**AIM OF THE EXERCISE:**
Among the entries below, count the lines that contain the word "requested". Write down only the total.
### SUPPLIED ENTRIES
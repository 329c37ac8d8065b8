use api_client::ApiClient;
use clap::{Parser, Subcommand};
use picker::{OutcomeDelegate, PickerController, PickerOutcome, PickerState, Session};
use std::collections::HashSet;
use std::path::PathBuf;
use std::sync::Arc;

#[path = "../config.rs"]
mod config;
#[path = "../logging.rs"]
mod logging;

#[derive(Parser)]
#[command(name = "picker_cli", author, version, about = "Instagram picker command line client")]
struct Cli {
    /// Override log level (e.g. info, debug)
    #[arg(long)]
    log_level: Option<String>,
    /// Override the number of media items requested per page
    #[arg(long)]
    page_size: Option<u32>,
    /// Path to config file
    #[arg(long)]
    config: Option<PathBuf>,
    /// Store the access token in tokens.json under the cache path instead of the system keyring
    #[arg(long)]
    use_file_store: bool,
    #[command(subcommand)]
    command: Commands,
}

#[derive(Subcommand)]
enum Commands {
    /// Authorize with Instagram in the browser and cache the token
    Login,
    /// Forget the cached token
    Logout,
    /// Show whether a token is cached and when it expires
    Status,
    /// List recent media
    List {
        /// Maximum number of items to display
        #[arg(long, default_value_t = 25)]
        limit: usize,
    },
    /// Select media by id without opening a window and print the selection as JSON
    Pick {
        /// Media ids, in the order they should be selected
        #[arg(long = "id", required = true)]
        ids: Vec<String>,
    },
    /// Print the effective configuration
    Config {
        /// Write it back to the config file
        #[arg(long)]
        write: bool,
    },
}

#[cfg_attr(feature = "trace-spans", tracing::instrument)]
#[tokio::main]
async fn main() -> Result<(), Box<dyn std::error::Error>> {
    let cli = Cli::parse();

    let overrides = config::AppConfigOverrides {
        log_level: cli.log_level.clone(),
        page_size: cli.page_size,
        thumbnails_preload: None,
        use_file_store: cli.use_file_store,
    };
    let cfg = config::AppConfig::load_from(cli.config.clone()).apply_overrides(&overrides);
    let _guard = logging::init(&cfg.cache_path, &cfg.log_level)?;

    let auth = Arc::new(cfg.authenticator());

    match cli.command {
        Commands::Login => {
            if !cfg.has_client_credentials() {
                return Err("client_id and client_secret must be configured".into());
            }
            let cred = auth.authorize().await?;
            println!("Logged in as user {}", cred.user_id.as_deref().unwrap_or("unknown"));
        }
        Commands::Logout => {
            auth.logout()?;
            println!("Logged out");
        }
        Commands::Status => match auth.cached_credential()? {
            None => println!("Not logged in"),
            Some(cred) => {
                println!("Logged in as user {}", cred.user_id.as_deref().unwrap_or("unknown"));
                match cred.expires_at {
                    Some(exp) if cred.is_expired(chrono::Utc::now()) => println!("Token expired at {}", exp.to_rfc3339()),
                    Some(exp) => println!("Token expires at {}", exp.to_rfc3339()),
                    None => println!("Token expiry unknown"),
                }
            }
        },
        Commands::List { limit } => {
            let cred = auth.ensure_credential().await?;
            let client = ApiClient::with_base_url(cred.access_token, cfg.graph_url.clone());
            let mut after: Option<String> = None;
            let mut shown = 0;
            while shown < limit {
                let page = client.list_media(cfg.page_size, after.as_deref()).await?;
                for item in page.items.iter().take(limit - shown) {
                    let ts = item.timestamp.map(|t| t.to_rfc3339()).unwrap_or_default();
                    let url = item.preview_url().unwrap_or("-");
                    println!("{}  {:?}  {}  {}", item.id, item.media_type, ts, url);
                    shown += 1;
                }
                match page.next_cursor {
                    Some(cursor) => after = Some(cursor),
                    None => break,
                }
            }
            if shown == 0 {
                println!("No media found");
            }
        }
        Commands::Pick { mut ids } => {
            // A repeated id would toggle the item back off.
            let mut seen = HashSet::new();
            ids.retain(|id| seen.insert(id.clone()));

            let session = Session::new(auth).with_page_size(cfg.page_size);
            let (delegate, mut rx) = OutcomeDelegate::channel();
            let mut picker = PickerController::new(session, Arc::new(delegate));

            let step = picker.start();
            picker.drive(step).await;
            // Page until every requested id is loaded or the library is exhausted.
            while picker.state() == &PickerState::Ready
                && picker.has_more()
                && !ids.iter().all(|id| picker.media().iter().any(|m| &m.id == id))
            {
                let step = picker.load_more();
                picker.drive(step).await;
            }

            if picker.state() == &PickerState::Ready {
                for id in &ids {
                    if !picker.toggle(id) {
                        tracing::warn!("Media item {} is not available for picking", id);
                    }
                }
                picker.finish();
            }

            match rx.recv().await {
                Some(PickerOutcome::Finished(items)) => println!("{}", serde_json::to_string_pretty(&items)?),
                Some(PickerOutcome::Failed(e)) => return Err(e.into()),
                Some(PickerOutcome::Cancelled) | None => println!("[]"),
            }
        }
        Commands::Config { write } => {
            let mut shown = cfg.clone();
            if !shown.client_secret.is_empty() {
                shown.client_secret = "********".into();
            }
            print!("{}", toml::to_string(&shown)?);
            if write {
                cfg.save_to(cli.config.clone())?;
                println!("Configuration saved");
            }
        }
    }

    Ok(())
}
######
**REPLY TO THE TASK:**
2